Pour vivre sa féminité à partir des relations sexuelles, Fernanda était censée comprendre la distribution des zones de moralité même lorsqu’elle vivait à Remígio : « Je cherchais de la protection auprès de Cícera, là où son regard arrivait était un territoire respecté. Par tous. À côté d’elle, personne ne plaisantait à haute voix. Que quelques regards de travers. À ses côtés, j’étais obéissant ; loin d’elle, j’étais éhonté40 ». La force de sa sexualité refoulée chez sa mère faisait que Fernando devenait une éruption de sensualité dans la rue, bien que dans des espaces et temps publics périphériques. Cependant, ces zones de moralité qui bornent ce qui est permis à chaque lieu ne sont pas tout à fait inflexibles, car l’une influence les autres à partir des négociations escamotées. Dans l’œuvre A Princesa, les zones de moralité à Remígio sont floues et s’interceptent, car l’absence de Cícera a permis à Fernando d’amener un homme chez sa mère ; et comme Princesa nous dit, c’était dans l’église « où je donnais des rendez-vous secrets41 » ; et « dans la classe, en cachette, on me demandait des rendez-vous à la rivière. J’y allais42 ». Et ceux qui demandait ces rendez-vous à la dérobée étaient les mêmes que la houspillait en public.

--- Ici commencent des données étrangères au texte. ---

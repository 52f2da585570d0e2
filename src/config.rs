//! Tool configuration.
//!
//! Handles loading, validating, and merging `trez.toml`. Stock defaults are
//! the base layer; a config file overrides any subset of keys; command-line
//! flags override both.
//!
//! ## Config File Location
//!
//! `trez.toml` in the working directory is picked up automatically. Pass
//! `--config path/to/file.toml` to use another file instead.
//!
//! ## Configuration Options
//!
//! ```toml
//! # All options are optional - defaults shown below
//!
//! [resize]
//! width = 0                 # 0 = source width
//! height = 0                # 0 = source height
//! max_side = 0              # 0 = unbounded; wins over max_height/max_width
//! max_width = 0
//! max_height = 0            # wins over max_width
//! algo = "fit"              # fit | fill
//! gravity = "center"        # center, north, south, west, east,
//!                           # north_west, north_east, south_west, south_east
//! background = [0, 0, 0]    # R, G, B letterbox colour for fit
//!
//! [output]
//! format = "jpeg"           # jpeg | webp | png
//! quality = 0               # 0-100, 0 = format default
//! progressive = false       # JPEG only
//!
//! [processing]
//! max_processes = 4         # Max parallel workers for batch (omit for auto)
//! ```
//!
//! Unknown keys are rejected to catch typos early.

use crate::options::{Algo, Background, Format, Gravity, Options};
use serde::{Deserialize, Serialize};
use std::fs;
use std::path::Path;
use thiserror::Error;

/// File name looked up in a directory when no explicit path is given.
pub const CONFIG_FILE_NAME: &str = "trez.toml";

#[derive(Error, Debug)]
pub enum ConfigError {
    #[error("IO error: {0}")]
    Io(#[from] std::io::Error),
    #[error("TOML parse error: {0}")]
    Toml(#[from] toml::de::Error),
    #[error("Config validation error: {0}")]
    Validation(String),
}

/// Configuration loaded from `trez.toml`.
#[derive(Debug, Clone, Default, PartialEq, Serialize, Deserialize)]
#[serde(default, deny_unknown_fields)]
pub struct Config {
    /// Output size and placement.
    pub resize: ResizeConfig,
    /// Codec and quality.
    pub output: OutputConfig,
    /// Parallel processing settings.
    pub processing: ProcessingConfig,
}

impl Config {
    /// Validate config values are within acceptable ranges.
    pub fn validate(&self) -> Result<(), ConfigError> {
        if !(0..=100).contains(&self.output.quality) {
            return Err(ConfigError::Validation(
                "output.quality must be 0-100".into(),
            ));
        }
        if self.processing.max_processes == Some(0) {
            return Err(ConfigError::Validation(
                "processing.max_processes must be at least 1".into(),
            ));
        }
        Ok(())
    }

    /// Resize options described by this config.
    pub fn options(&self) -> Options {
        let r = &self.resize;
        let o = &self.output;
        Options {
            width: r.width,
            height: r.height,
            max_side: r.max_side,
            max_width: r.max_width,
            max_height: r.max_height,
            algo: r.algo,
            gravity: r.gravity,
            background: r.background,
            format: o.format,
            quality: o.quality,
            progressive: o.progressive,
        }
    }
}

/// Target size, strategy and letterbox colour.
#[derive(Debug, Clone, Default, PartialEq, Serialize, Deserialize)]
#[serde(default, deny_unknown_fields)]
pub struct ResizeConfig {
    pub width: u32,
    pub height: u32,
    pub max_side: u32,
    pub max_width: u32,
    pub max_height: u32,
    pub algo: Algo,
    pub gravity: Gravity,
    pub background: Background,
}

/// Output codec settings.
#[derive(Debug, Clone, Default, PartialEq, Serialize, Deserialize)]
#[serde(default, deny_unknown_fields)]
pub struct OutputConfig {
    pub format: Format,
    /// 0–100; 0 selects the format default.
    pub quality: i32,
    pub progressive: bool,
}

/// Parallel processing settings.
#[derive(Debug, Clone, Default, PartialEq, Serialize, Deserialize)]
#[serde(default, deny_unknown_fields)]
pub struct ProcessingConfig {
    /// Maximum number of parallel batch workers.
    /// When absent, defaults to the number of CPU cores.
    /// Values larger than the core count are clamped down.
    pub max_processes: Option<usize>,
}

/// Resolve the effective thread count from config.
///
/// - `None` → use all available cores
/// - `Some(n)` → use `min(n, cores)` (user can constrain down, not up)
pub fn effective_threads(config: &ProcessingConfig) -> usize {
    let cores = std::thread::available_parallelism()
        .map(|n| n.get())
        .unwrap_or(1);
    config.max_processes.map(|n| n.min(cores)).unwrap_or(cores)
}

// =============================================================================
// Config loading, merging, and validation
// =============================================================================

/// Returns the stock default config as a `toml::Value::Table`.
///
/// This is the base layer for merging user overrides on top.
pub fn stock_defaults_value() -> toml::Value {
    toml::Value::try_from(Config::default()).expect("default config must serialize")
}

/// Recursively merge `overlay` on top of `base`.
///
/// - Tables are merged key-by-key (overlay keys override base keys).
/// - Non-table values in overlay replace base values entirely.
/// - Keys in base that are not in overlay are preserved.
pub fn merge_toml(base: toml::Value, overlay: toml::Value) -> toml::Value {
    match (base, overlay) {
        (toml::Value::Table(mut base_table), toml::Value::Table(overlay_table)) => {
            for (key, overlay_val) in overlay_table {
                let merged = match base_table.remove(&key) {
                    Some(base_val) => merge_toml(base_val, overlay_val),
                    None => overlay_val,
                };
                base_table.insert(key, merged);
            }
            toml::Value::Table(base_table)
        }
        (_, overlay) => overlay,
    }
}

/// Read a config file as a raw TOML value.
pub fn read_raw_config(file: &Path) -> Result<toml::Value, ConfigError> {
    let content = fs::read_to_string(file)?;
    Ok(toml::from_str(&content)?)
}

/// Load [`CONFIG_FILE_NAME`] from a directory as a raw TOML value.
///
/// Returns `Ok(None)` if the directory has no config file.
pub fn load_raw_config(dir: &Path) -> Result<Option<toml::Value>, ConfigError> {
    let config_path = dir.join(CONFIG_FILE_NAME);
    if !config_path.exists() {
        return Ok(None);
    }
    read_raw_config(&config_path).map(Some)
}

/// Merge an optional overlay onto a base value, then deserialize and validate.
pub fn resolve_config(
    base: toml::Value,
    overlay: Option<toml::Value>,
) -> Result<Config, ConfigError> {
    let merged = match overlay {
        Some(ov) => merge_toml(base, ov),
        None => base,
    };
    let config: Config = merged.try_into()?;
    config.validate()?;
    Ok(config)
}

/// Load config from [`CONFIG_FILE_NAME`] in `dir`, or stock defaults if absent.
pub fn load_config(dir: &Path) -> Result<Config, ConfigError> {
    resolve_config(stock_defaults_value(), load_raw_config(dir)?)
}

/// Load config from an explicit file. A missing file is an error.
pub fn load_config_file(file: &Path) -> Result<Config, ConfigError> {
    resolve_config(stock_defaults_value(), Some(read_raw_config(file)?))
}

/// Returns a fully-commented stock `trez.toml` with all keys and explanations.
///
/// Used by the `gen-config` CLI command.
pub fn stock_config_toml() -> &'static str {
    r##"# trez configuration
# ==================
# All settings are optional. Remove or comment out any you don't need.
# Values shown below are the defaults.
#
# trez reads ./trez.toml when present, or the file given with --config.
# Command-line flags override values from this file.
# Unknown keys will cause an error.

# ---------------------------------------------------------------------------
# Output size and placement
# ---------------------------------------------------------------------------
[resize]
# Explicit output size in pixels. 0 keeps the source dimension.
width = 0
height = 0

# Bounds applied after width/height are resolved. Only the first non-zero
# one in the order max_side, max_height, max_width takes effect, and only
# when the image exceeds it. Aspect ratio is preserved.
max_side = 0
max_width = 0
max_height = 0

# fit:  whole image visible, padded with `background`
# fill: canvas fully covered, overflow cropped
algo = "fit"

# Anchor for placement (fit) or for the crop window (fill):
# center, north, south, west, east,
# north_west, north_east, south_west, south_east
gravity = "center"

# Letterbox colour for fit, as [R, G, B].
background = [0, 0, 0]

# ---------------------------------------------------------------------------
# Encoding
# ---------------------------------------------------------------------------
[output]
# jpeg, webp or png
format = "jpeg"

# 0-100. 0 picks the default (85). For png, higher quality means less
# compression effort.
quality = 0

# Progressive JPEG scans. Ignored for webp and png.
progressive = false

# ---------------------------------------------------------------------------
# Batch processing
# ---------------------------------------------------------------------------
[processing]
# Maximum parallel workers. Omit to use all CPU cores.
# Values above the core count are clamped down.
# max_processes = 4
"##
}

En tant qu’enfant et adolescent à Remígio, Fernando a eu ses premières expériences homosexuelles dans des espaces et temps périphériques qui nous montrent l’obscurité et la quête d’un plaisir interdit : c’était important que ces plaisirs-là aient lieu « loin de tous, c’était un secret43 ». C’est ainsi qu’elle aura de multiples expériences sexuelles symboliquement importantes, comme la tentative de viol réalisée par Aldir au bord de la rivière ; le premier sperme d’un homme nommé Arlindo sur lui et qui a lieu chez sa mère quand celle-ci n’y était pas ; le saignement d’être pénétré par la première fois par Paulo dans un coin reculé de la rivière ; la première relation sexuelle accordée avec Aldir qui a été désigné par Cícera pour le protéger ; le saignement de son cousin Genir qui l’a pénétré et ainsi s’est fait rompre son prépuce alors qu’ils avaient des rapports sexuels dans une plantation de manioc ; et encore une autre violence et une tentative de viol quand il se baignait dans une rivière, cette fois mené par un dénommé João Paulo. Enfin, on s’aperçoit que tandis que la zone d’hétéronormativité partait de la rue vers la maison, où sa mère acceptait quelques comportements féminins reprochés par les autres, la zone morale suivait une autre direction, le point de départ étant la moralité absolue et chaste trouvée chez sa mère et dont l’intensité opposée, celle de la promiscuité et du sexe occasionnel, se déployait dans des espaces publics périphériques. Les deux zones génèrent des tensions d’ordre esthétique, aussi bien dans les rapports spatiaux à l’intérieur du texte entre espaces publics et espaces domestiques qu’entre le temps central et le temps périphérique.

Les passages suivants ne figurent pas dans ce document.